I used the following python script in Google Colab to generate a minimal pdf file that triggers the issue:

!pip install pillow piexif pymupdf
import fitz  # PyMuPDF
import piexif
from PIL import Image

# Step 1: Create a JPEG with EXIF (or use your own)
img = Image.new('RGB', (400, 300), color='blue')
exif_dict = {"0th": {piexif.ImageIFD.Artist: u"Test Artist"}}
exif_bytes = piexif.dump(exif_dict)
img.save("exif_test.jpg", exif=exif_bytes)
jpeg_path = "exif_test.jpg"  # Or use your own JPEG file with EXIF

# Step 2: Create a PDF and embed the JPEG as an image XObject
doc = fitz.open()
page = doc.new_page(width=600, height=800)
rect = fitz.Rect(100, 100, 500, 400)

with open(jpeg_path, "rb") as f:
    img_bytes = f.read()

# Embed the JPEG as-is (preserves EXIF)
page.insert_image(rect, stream=img_bytes)

doc.save("test_exif_embed.pdf")
print("PDF with embedded EXIF image generated: test_exif_embed.pdf")

Further comments

@changeset-bot
Copy link

changeset-bot bot commented Aug 5, 2025

⚠️ No Changeset found

Latest commit: 64b1246

Merging this PR will not cause a version bump for any packages. If these changes should not result in a new version, you're good to go.
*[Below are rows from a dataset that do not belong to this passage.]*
//! Shared CLI helpers and small reusable Clap fragments

use anyhow::Result;
use clap::{ArgAction, Args, Parser};
use std::path::PathBuf;

use crate::config::{Config, ReceiverConfig, SenderConfig};
use crate::target::parse_target;

/// Receiver daemon options; unset flags fall back to the config file
#[derive(Clone, Debug, Parser)]
#[command(
    name = "gzdropd",
    version,
    about = "gzdrop receiver - accept one gzip-framed file per connection and save it"
)]
pub struct ReceiverOpts {
    /// Interface to bind (default from config, else localhost)
    #[arg(short = 'H', long)]
    pub host: Option<String>,

    /// Port to listen on (default from config, else 5000)
    #[arg(short = 'P', long)]
    pub port: Option<u16>,

    /// Directory received files are written to (default: next to this binary)
    #[arg(long)]
    pub save_dir: Option<PathBuf>,

    /// Keep accepting connections instead of exiting after one transfer
    #[arg(long, action = ArgAction::SetTrue)]
    pub keep_listening: bool,

    #[command(flatten)]
    pub log: LogOpts,

    /// Only log to the log file, not to stderr
    #[arg(short, long)]
    pub quiet: bool,
}

impl ReceiverOpts {
    /// Fold the flags over the config file section.
    pub fn apply(&self, cfg: &ReceiverConfig) -> ReceiverConfig {
        let mut out = cfg.clone();
        if let Some(h) = &self.host {
            out.host = h.clone();
        }
        if let Some(p) = self.port {
            out.port = p;
        }
        if let Some(d) = &self.save_dir {
            out.save_dir = Some(d.clone());
        }
        out.keep_listening |= self.keep_listening;
        out
    }
}

/// Target options for `gzdrop send`
#[derive(Clone, Debug, Args)]
pub struct TargetOpts {
    /// Receiver as [gz://]host[:port]
    #[arg(long, conflicts_with = "host")]
    pub to: Option<String>,

    /// Receiver host (default from config, else localhost)
    #[arg(short = 'H', long)]
    pub host: Option<String>,

    /// Receiver port; taken as typed and validated before connecting
    #[arg(short = 'P', long)]
    pub port: Option<String>,
}

impl TargetOpts {
    /// Host and raw port; an explicit `--port` wins over the one in `--to`.
    pub fn resolve(&self, cfg: &SenderConfig) -> Result<(String, String)> {
        if let Some(raw) = &self.to {
            let target = parse_target(raw, cfg.port)
                .ok_or_else(|| anyhow::anyhow!("invalid target {raw:?}"))?;
            let port = self.port.clone().unwrap_or_else(|| target.port.to_string());
            return Ok((target.host, port));
        }
        Ok((
            self.host.clone().unwrap_or_else(|| cfg.host.clone()),
            self.port.clone().unwrap_or_else(|| cfg.port.to_string()),
        ))
    }
}

#[derive(Clone, Debug, Default, Args)]
pub struct LogOpts {
    /// Append log records to this file (default from config, else Logs/app.log)
    #[arg(long = "log-file")]
    pub log_file: Option<PathBuf>,
}

impl LogOpts {
    pub fn resolve(&self, cfg: &Config) -> PathBuf {
        self.log_file.clone().unwrap_or_else(|| cfg.log.file.clone())
    }
}

#[cfg(test)]
mod tests {
    use super::*;

    #[test]
    fn receiver_flags_override_config() {
        let opts = ReceiverOpts::parse_from(["gzdropd", "-P", "6001", "--keep-listening"]);
        let cfg = ReceiverConfig::default();
        let merged = opts.apply(&cfg);
        assert_eq!(merged.port, 6001);
        assert_eq!(merged.host, "localhost");
        assert!(merged.keep_listening);
        assert_eq!(merged.save_dir, None);
    }

    #[test]
    fn receiver_defaults_come_from_config() {
        let opts = ReceiverOpts::parse_from(["gzdropd"]);
        let mut cfg = ReceiverConfig::default();
        cfg.port = 7000;
        cfg.keep_listening = true;
        let merged = opts.apply(&cfg);
        assert_eq!(merged.port, 7000);
        assert!(merged.keep_listening);
    }

    #[test]
    fn target_port_is_kept_raw() {
        let t = TargetOpts {
            to: None,
            host: None,
            port: Some("abc".into()),
        };
        let (host, port) = t.resolve(&SenderConfig::default()).unwrap();
        assert_eq!(host, "localhost");
        assert_eq!(port, "abc");
    }

    #[test]
    fn to_flag_carries_host_and_port() {
        let mut t = TargetOpts {
            to: Some("gz://10.0.0.5:6000".into()),
            host: None,
            port: None,
        };
        let cfg = SenderConfig::default();
        assert_eq!(
            t.resolve(&cfg).unwrap(),
            ("10.0.0.5".to_string(), "6000".to_string())
        );
        t.to = Some("backup-box".into());
        assert_eq!(
            t.resolve(&cfg).unwrap(),
            ("backup-box".to_string(), "5000".to_string())
        );
        t.to = Some("ftp://x".into());
        assert!(t.resolve(&cfg).is_err());
    }
}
If these changes should result in a version bump, you need to add a changeset.

This PR includes no changesets

When changesets are added to this PR, you'll see the packages that this PR includes changesets for and the associated semver types

Click here to learn what changesets are, and how to add one.

Click here if you're a maintainer who wants to add a changeset to this PR

@codecov
Copy link

codecov bot commented Aug 6, 2025

Codecov Report

✅ All modified and coverable lines are covered by tests.
✅ Project coverage is 65.69%. Comparing base (4e55ef4) to head (64b1246).
⚠️ Report is 7 commits behind head on develop.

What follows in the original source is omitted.